── Exercise inputs ──

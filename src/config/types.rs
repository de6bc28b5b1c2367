//! Configuration types for the payroll ledger engine.
//!
//! This module contains the strongly-typed configuration structures that
//! are deserialized from the YAML settings file. Every section is optional
//! and falls back to the defaults shown on each type.

use rust_decimal::Decimal;
use serde::{Deserialize, Serialize};
use std::path::PathBuf;

/// Default locations of the documents the engine works on.
#[derive(Debug, Clone, PartialEq, Deserialize, Serialize)]
#[serde(default)]
pub struct FileSettings {
    /// The raw payment ledger.
    pub ledger: PathBuf,
    /// The transform definition mapping the ledger to the normalized tree.
    pub definition: PathBuf,
    /// Where the normalized employee document is written.
    pub normalized: PathBuf,
}

impl Default for FileSettings {
    fn default() -> Self {
        Self {
            ledger: PathBuf::from("data/ledger.json"),
            definition: PathBuf::from("config/transforms/ledger-to-employees.yaml"),
            normalized: PathBuf::from("data/employees.json"),
        }
    }
}

/// Bounds and precision used when reading and writing amounts.
#[derive(Debug, Clone, Copy, PartialEq, Deserialize, Serialize)]
#[serde(default)]
pub struct AmountSettings {
    /// Value returned for empty or unparsable amounts.
    pub default: Decimal,
    /// Smallest salary accepted by the payment registrar.
    pub min: Decimal,
    /// Largest salary accepted by the payment registrar.
    pub max: Decimal,
    /// Number of fractional digits in formatted amounts.
    pub decimal_places: u32,
}

impl Default for AmountSettings {
    fn default() -> Self {
        Self {
            default: Decimal::ZERO,
            min: Decimal::ZERO,
            max: Decimal::from(1_000_000),
            decimal_places: 2,
        }
    }
}

/// What the payment registrar does when a record for the same
/// (name, surname, period) already exists.
#[derive(Debug, Clone, Copy, Default, PartialEq, Eq, Deserialize, Serialize)]
#[serde(rename_all = "snake_case")]
pub enum DuplicatePolicy {
    /// Log a warning and append the new record anyway, keeping payment history.
    #[default]
    Append,
    /// Refuse the whole batch with a conflict error.
    Reject,
    /// Replace the amount of the existing record(s).
    Overwrite,
}

/// Payment registration settings.
#[derive(Debug, Clone, Copy, Default, PartialEq, Eq, Deserialize, Serialize)]
#[serde(default)]
pub struct PaymentSettings {
    /// Duplicate handling applied to every registered batch.
    pub duplicate_policy: DuplicatePolicy,
}

/// HTTP server settings.
#[derive(Debug, Clone, PartialEq, Eq, Deserialize, Serialize)]
#[serde(default)]
pub struct ServerSettings {
    /// Socket address to listen on.
    pub bind: String,
}

impl Default for ServerSettings {
    fn default() -> Self {
        Self {
            bind: "127.0.0.1:8080".to_string(),
        }
    }
}

/// The complete settings file.
#[derive(Debug, Clone, Default, PartialEq, Deserialize, Serialize)]
#[serde(default)]
pub struct LedgerSettings {
    /// Document locations.
    pub files: FileSettings,
    /// Amount parsing and formatting.
    pub amounts: AmountSettings,
    /// Payment registration.
    pub payments: PaymentSettings,
    /// HTTP server.
    pub server: ServerSettings,
}

#[cfg(test)]
mod tests {
    use super::*;

    #[test]
    fn test_empty_document_uses_defaults() {
        let settings: LedgerSettings = serde_yaml::from_str("{}").unwrap();
        assert_eq!(settings, LedgerSettings::default());
        assert_eq!(settings.amounts.decimal_places, 2);
        assert_eq!(settings.payments.duplicate_policy, DuplicatePolicy::Append);
    }

    #[test]
    fn test_partial_section_keeps_other_defaults() {
        let yaml = r#"
amounts:
  max: "5000"
payments:
  duplicate_policy: reject
"#;
        let settings: LedgerSettings = serde_yaml::from_str(yaml).unwrap();
        assert_eq!(settings.amounts.max, Decimal::from(5000));
        assert_eq!(settings.amounts.min, Decimal::ZERO);
        assert_eq!(settings.payments.duplicate_policy, DuplicatePolicy::Reject);
        assert_eq!(settings.server.bind, "127.0.0.1:8080");
    }

    #[test]
    fn test_duplicate_policy_serialization() {
        assert_eq!(
            serde_json::to_string(&DuplicatePolicy::Overwrite).unwrap(),
            "\"overwrite\""
        );
        let policy: DuplicatePolicy = serde_json::from_str("\"append\"").unwrap();
        assert_eq!(policy, DuplicatePolicy::Append);
    }
}
//! Payment records and the inputs of a payment registration.

use rust_decimal::Decimal;
use serde::{Deserialize, Serialize};

/// Identifies an employee by name and surname.
///
/// The ledger has no employee ids, so this pair is the only identity there is.
#[derive(Debug, Clone, PartialEq, Eq, Hash, PartialOrd, Ord, Serialize, Deserialize)]
pub struct EmployeeIdentity {
    /// First name.
    pub name: String,
    /// Surname.
    pub surname: String,
}

impl EmployeeIdentity {
    /// Creates an identity from its parts.
    pub fn new(name: impl Into<String>, surname: impl Into<String>) -> Self {
        Self {
            name: name.into(),
            surname: surname.into(),
        }
    }

    /// Returns `"name surname"`.
    ///
    /// # Examples
    ///
    /// ```
    /// use payroll_ledger::models::EmployeeIdentity;
    ///
    /// let identity = EmployeeIdentity::new("Alice", "Smith");
    /// assert_eq!(identity.full_name(), "Alice Smith");
    /// ```
    pub fn full_name(&self) -> String {
        format!("{} {}", self.name, self.surname)
    }

    /// Returns true if this identity matches the given name and surname exactly.
    pub fn matches(&self, name: &str, surname: &str) -> bool {
        self.name == name && self.surname == surname
    }
}

/// One amount to register for one pay period.
#[derive(Debug, Clone, PartialEq, Eq, Serialize, Deserialize)]
pub struct PeriodAmount {
    /// The free-form period label.
    pub period: String,
    /// The amount paid; zero means "no payment for this period".
    pub amount: Decimal,
}

impl PeriodAmount {
    /// Creates a period amount.
    pub fn new(period: impl Into<String>, amount: Decimal) -> Self {
        Self {
            period: period.into(),
            amount,
        }
    }
}

/// A single item of the raw ledger, exactly as stored.
///
/// `amount` is kept as the original text; it is only interpreted through
/// the amount parser.
#[derive(Debug, Clone, PartialEq, Eq, Serialize, Deserialize)]
pub struct PaymentRecord {
    /// Employee first name.
    pub name: String,
    /// Employee surname.
    pub surname: String,
    /// Free-form numeric text.
    pub amount: String,
    /// Free-form period label.
    pub period: String,
}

───

== Exercise aim ==
What are the lines above, starting at the one with "Largest salary accepted by the payment registrar." and ending at the one with "assert_eq!(settings.amounts.decimal_places, 2);"? Give them again exactly, and only them.

== Answer box ==
    /// Largest salary accepted by the payment registrar.
    pub max: Decimal,
    /// Number of fractional digits in formatted amounts.
    pub decimal_places: u32,
}

impl Default for AmountSettings {
    fn default() -> Self {
        Self {
            default: Decimal::ZERO,
            min: Decimal::ZERO,
            max: Decimal::from(1_000_000),
            decimal_places: 2,
        }
    }
}

/// What the payment registrar does when a record for the same
/// (name, surname, period) already exists.
#[derive(Debug, Clone, Copy, Default, PartialEq, Eq, Deserialize, Serialize)]
#[serde(rename_all = "snake_case")]
pub enum DuplicatePolicy {
    /// Log a warning and append the new record anyway, keeping payment history.
    #[default]
    Append,
    /// Refuse the whole batch with a conflict error.
    Reject,
    /// Replace the amount of the existing record(s).
    Overwrite,
}

/// Payment registration settings.
#[derive(Debug, Clone, Copy, Default, PartialEq, Eq, Deserialize, Serialize)]
#[serde(default)]
pub struct PaymentSettings {
    /// Duplicate handling applied to every registered batch.
    pub duplicate_policy: DuplicatePolicy,
}

/// HTTP server settings.
#[derive(Debug, Clone, PartialEq, Eq, Deserialize, Serialize)]
#[serde(default)]
pub struct ServerSettings {
    /// Socket address to listen on.
    pub bind: String,
}

impl Default for ServerSettings {
    fn default() -> Self {
        Self {
            bind: "127.0.0.1:8080".to_string(),
        }
    }
}

/// The complete settings file.
#[derive(Debug, Clone, Default, PartialEq, Deserialize, Serialize)]
#[serde(default)]
pub struct LedgerSettings {
    /// Document locations.
    pub files: FileSettings,
    /// Amount parsing and formatting.
    pub amounts: AmountSettings,
    /// Payment registration.
    pub payments: PaymentSettings,
    /// HTTP server.
    pub server: ServerSettings,
}

#[cfg(test)]
mod tests {
    use super::*;

    #[test]
    fn test_empty_document_uses_defaults() {
        let settings: LedgerSettings = serde_yaml::from_str("{}").unwrap();
        assert_eq!(settings, LedgerSettings::default());
        assert_eq!(settings.amounts.decimal_places, 2);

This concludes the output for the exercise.